> Task requirements:
Give again, word for word, every line below from the one that has "filename crates/nlp-adapter/src/bridge.rs" through the one that has "entry points. In", both included, and no others.

> Records supplied:

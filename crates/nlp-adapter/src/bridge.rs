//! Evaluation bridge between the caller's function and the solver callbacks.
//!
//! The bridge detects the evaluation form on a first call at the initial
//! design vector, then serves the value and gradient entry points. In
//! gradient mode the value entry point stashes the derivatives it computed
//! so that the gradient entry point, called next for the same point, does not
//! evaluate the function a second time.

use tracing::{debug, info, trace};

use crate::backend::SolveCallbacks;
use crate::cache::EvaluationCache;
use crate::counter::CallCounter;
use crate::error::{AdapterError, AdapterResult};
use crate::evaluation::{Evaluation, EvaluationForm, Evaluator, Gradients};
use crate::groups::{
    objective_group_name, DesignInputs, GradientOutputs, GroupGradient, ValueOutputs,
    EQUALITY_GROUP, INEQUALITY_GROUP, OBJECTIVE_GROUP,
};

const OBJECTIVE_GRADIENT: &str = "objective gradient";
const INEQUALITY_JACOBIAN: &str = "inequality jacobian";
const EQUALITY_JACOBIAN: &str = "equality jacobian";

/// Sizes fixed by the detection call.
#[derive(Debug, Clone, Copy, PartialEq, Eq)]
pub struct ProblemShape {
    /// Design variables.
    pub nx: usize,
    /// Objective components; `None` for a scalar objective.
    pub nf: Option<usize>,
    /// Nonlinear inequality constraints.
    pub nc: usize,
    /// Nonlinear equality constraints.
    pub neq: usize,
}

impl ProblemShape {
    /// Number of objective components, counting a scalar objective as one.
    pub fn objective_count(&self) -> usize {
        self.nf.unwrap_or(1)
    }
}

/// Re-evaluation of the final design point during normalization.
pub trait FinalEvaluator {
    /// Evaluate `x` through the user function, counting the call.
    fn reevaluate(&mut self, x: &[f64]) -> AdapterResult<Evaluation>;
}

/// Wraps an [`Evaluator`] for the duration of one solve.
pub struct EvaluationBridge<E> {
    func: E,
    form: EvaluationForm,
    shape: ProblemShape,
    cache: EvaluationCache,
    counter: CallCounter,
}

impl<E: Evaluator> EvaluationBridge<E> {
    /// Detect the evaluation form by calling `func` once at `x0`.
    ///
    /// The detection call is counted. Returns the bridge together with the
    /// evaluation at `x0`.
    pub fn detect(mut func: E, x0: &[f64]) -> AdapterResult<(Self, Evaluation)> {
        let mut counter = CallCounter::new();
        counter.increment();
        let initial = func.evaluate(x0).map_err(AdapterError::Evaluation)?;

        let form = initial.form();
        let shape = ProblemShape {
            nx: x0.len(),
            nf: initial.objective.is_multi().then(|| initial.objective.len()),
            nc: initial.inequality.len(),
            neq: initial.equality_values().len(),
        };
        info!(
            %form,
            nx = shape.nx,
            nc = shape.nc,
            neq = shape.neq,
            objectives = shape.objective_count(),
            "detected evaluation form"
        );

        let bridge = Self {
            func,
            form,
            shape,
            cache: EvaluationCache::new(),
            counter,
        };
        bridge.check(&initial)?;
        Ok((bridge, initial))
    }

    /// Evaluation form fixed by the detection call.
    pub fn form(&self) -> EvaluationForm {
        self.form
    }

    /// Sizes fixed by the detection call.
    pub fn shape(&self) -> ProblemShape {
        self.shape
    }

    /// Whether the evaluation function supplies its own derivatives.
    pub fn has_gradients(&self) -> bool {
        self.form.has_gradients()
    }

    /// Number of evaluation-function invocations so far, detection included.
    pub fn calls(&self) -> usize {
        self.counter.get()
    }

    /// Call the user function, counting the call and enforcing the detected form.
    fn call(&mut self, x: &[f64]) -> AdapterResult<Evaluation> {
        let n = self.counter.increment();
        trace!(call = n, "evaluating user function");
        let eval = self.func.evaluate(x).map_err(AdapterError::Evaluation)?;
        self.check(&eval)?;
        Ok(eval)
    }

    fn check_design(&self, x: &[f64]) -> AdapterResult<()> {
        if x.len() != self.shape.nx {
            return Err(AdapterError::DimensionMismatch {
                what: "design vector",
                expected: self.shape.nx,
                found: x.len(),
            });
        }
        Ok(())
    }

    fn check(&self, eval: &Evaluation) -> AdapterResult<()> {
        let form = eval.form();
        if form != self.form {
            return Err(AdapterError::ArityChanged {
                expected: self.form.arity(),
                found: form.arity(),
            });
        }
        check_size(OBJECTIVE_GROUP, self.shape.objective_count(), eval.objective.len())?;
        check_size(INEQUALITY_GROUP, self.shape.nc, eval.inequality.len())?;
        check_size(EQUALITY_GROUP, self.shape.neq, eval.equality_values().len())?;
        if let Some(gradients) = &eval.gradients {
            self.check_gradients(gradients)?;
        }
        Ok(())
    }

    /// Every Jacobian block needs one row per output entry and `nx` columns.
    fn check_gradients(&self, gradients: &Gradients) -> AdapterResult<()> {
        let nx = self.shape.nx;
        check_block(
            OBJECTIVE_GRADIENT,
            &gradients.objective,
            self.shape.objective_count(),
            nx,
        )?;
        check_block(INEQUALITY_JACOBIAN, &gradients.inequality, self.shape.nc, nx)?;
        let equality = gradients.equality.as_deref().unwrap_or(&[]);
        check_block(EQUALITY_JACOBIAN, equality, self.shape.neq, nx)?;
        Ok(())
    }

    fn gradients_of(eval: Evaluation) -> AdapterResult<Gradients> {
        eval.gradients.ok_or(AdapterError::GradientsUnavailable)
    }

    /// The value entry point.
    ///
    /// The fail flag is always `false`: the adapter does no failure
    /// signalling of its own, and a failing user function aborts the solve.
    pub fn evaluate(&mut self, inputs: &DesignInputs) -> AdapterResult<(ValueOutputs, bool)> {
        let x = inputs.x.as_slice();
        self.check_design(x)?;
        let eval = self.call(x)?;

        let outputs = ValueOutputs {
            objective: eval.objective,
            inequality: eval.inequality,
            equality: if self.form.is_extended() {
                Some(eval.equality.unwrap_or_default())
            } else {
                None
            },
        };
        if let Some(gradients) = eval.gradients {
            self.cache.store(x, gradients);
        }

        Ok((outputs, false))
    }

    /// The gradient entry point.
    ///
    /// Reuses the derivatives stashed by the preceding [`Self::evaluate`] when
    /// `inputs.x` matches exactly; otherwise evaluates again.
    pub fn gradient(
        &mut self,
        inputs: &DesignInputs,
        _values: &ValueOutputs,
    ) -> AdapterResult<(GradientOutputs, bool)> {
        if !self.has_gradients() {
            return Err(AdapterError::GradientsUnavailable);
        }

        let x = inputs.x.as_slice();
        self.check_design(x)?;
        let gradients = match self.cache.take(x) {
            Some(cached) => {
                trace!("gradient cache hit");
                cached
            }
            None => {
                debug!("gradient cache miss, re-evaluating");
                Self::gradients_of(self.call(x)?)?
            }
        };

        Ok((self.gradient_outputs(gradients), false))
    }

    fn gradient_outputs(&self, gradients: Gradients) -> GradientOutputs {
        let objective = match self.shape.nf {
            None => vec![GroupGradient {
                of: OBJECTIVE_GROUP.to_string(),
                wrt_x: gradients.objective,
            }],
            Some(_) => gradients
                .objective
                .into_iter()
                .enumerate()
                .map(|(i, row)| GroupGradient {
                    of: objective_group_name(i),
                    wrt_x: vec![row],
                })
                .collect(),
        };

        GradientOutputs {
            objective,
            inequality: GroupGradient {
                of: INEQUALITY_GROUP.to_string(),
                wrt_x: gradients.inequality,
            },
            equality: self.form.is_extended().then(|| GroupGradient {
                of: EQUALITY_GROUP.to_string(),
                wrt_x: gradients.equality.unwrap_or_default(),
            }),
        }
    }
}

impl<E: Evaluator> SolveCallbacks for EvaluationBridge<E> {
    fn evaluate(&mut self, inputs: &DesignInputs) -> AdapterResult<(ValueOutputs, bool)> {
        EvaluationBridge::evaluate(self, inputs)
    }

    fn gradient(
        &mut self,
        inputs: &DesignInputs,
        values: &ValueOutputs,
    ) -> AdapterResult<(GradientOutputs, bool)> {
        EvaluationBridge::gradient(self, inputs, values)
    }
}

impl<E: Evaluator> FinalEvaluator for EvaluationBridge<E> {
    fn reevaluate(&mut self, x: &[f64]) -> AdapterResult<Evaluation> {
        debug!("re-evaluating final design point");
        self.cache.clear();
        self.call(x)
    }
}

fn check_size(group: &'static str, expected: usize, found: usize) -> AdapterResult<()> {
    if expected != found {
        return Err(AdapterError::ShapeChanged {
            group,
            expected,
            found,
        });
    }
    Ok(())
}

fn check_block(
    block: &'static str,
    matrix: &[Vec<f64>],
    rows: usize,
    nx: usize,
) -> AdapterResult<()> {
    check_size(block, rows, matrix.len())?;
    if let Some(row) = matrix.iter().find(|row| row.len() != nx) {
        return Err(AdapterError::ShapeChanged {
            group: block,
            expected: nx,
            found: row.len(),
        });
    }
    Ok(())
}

---

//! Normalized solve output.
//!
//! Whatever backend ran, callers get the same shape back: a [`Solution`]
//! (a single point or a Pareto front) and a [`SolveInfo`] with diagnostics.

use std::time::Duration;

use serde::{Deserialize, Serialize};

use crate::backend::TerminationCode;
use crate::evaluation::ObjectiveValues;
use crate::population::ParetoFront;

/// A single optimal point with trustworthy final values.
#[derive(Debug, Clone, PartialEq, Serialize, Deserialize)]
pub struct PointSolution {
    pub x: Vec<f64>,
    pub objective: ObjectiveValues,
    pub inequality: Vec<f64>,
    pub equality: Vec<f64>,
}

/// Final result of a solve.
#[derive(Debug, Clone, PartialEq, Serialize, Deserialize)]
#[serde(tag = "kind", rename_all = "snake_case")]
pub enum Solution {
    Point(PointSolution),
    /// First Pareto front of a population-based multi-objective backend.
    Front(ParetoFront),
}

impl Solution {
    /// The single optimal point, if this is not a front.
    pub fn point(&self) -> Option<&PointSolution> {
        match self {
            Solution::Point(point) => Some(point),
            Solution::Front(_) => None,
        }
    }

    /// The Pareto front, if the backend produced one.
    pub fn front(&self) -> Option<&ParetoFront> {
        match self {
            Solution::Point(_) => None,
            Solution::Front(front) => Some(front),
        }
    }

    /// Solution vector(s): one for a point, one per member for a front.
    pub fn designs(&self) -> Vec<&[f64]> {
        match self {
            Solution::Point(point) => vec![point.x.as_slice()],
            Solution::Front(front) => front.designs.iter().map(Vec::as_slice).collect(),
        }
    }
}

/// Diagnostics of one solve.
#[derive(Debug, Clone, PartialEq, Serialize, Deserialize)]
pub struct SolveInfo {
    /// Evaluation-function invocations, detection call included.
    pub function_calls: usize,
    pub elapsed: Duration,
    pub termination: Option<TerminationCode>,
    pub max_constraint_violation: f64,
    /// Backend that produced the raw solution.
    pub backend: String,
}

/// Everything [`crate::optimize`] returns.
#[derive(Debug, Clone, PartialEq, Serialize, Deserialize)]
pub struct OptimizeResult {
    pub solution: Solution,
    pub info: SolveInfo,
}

...

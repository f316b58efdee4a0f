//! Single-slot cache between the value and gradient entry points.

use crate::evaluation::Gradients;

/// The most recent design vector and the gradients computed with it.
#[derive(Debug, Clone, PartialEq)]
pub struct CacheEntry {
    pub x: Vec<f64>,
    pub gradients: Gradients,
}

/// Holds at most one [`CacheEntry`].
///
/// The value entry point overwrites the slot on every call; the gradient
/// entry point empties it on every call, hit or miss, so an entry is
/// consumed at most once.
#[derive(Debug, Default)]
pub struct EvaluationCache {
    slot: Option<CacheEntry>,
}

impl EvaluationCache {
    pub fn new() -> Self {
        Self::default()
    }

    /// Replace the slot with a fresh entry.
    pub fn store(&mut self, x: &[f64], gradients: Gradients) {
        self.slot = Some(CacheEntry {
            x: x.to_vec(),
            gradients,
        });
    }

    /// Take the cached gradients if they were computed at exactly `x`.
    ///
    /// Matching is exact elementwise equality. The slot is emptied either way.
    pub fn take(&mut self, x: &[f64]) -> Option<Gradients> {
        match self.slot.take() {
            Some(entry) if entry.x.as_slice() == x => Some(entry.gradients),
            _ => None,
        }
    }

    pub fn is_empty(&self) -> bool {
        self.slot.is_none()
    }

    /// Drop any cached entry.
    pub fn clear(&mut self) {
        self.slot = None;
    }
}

> Answer below:
filename crates/nlp-adapter/src/bridge.rs
//! Evaluation bridge between the caller's function and the solver callbacks.
//!
//! The bridge detects the evaluation form on a first call at the initial
//! design vector, then serves the value and gradient entry points. In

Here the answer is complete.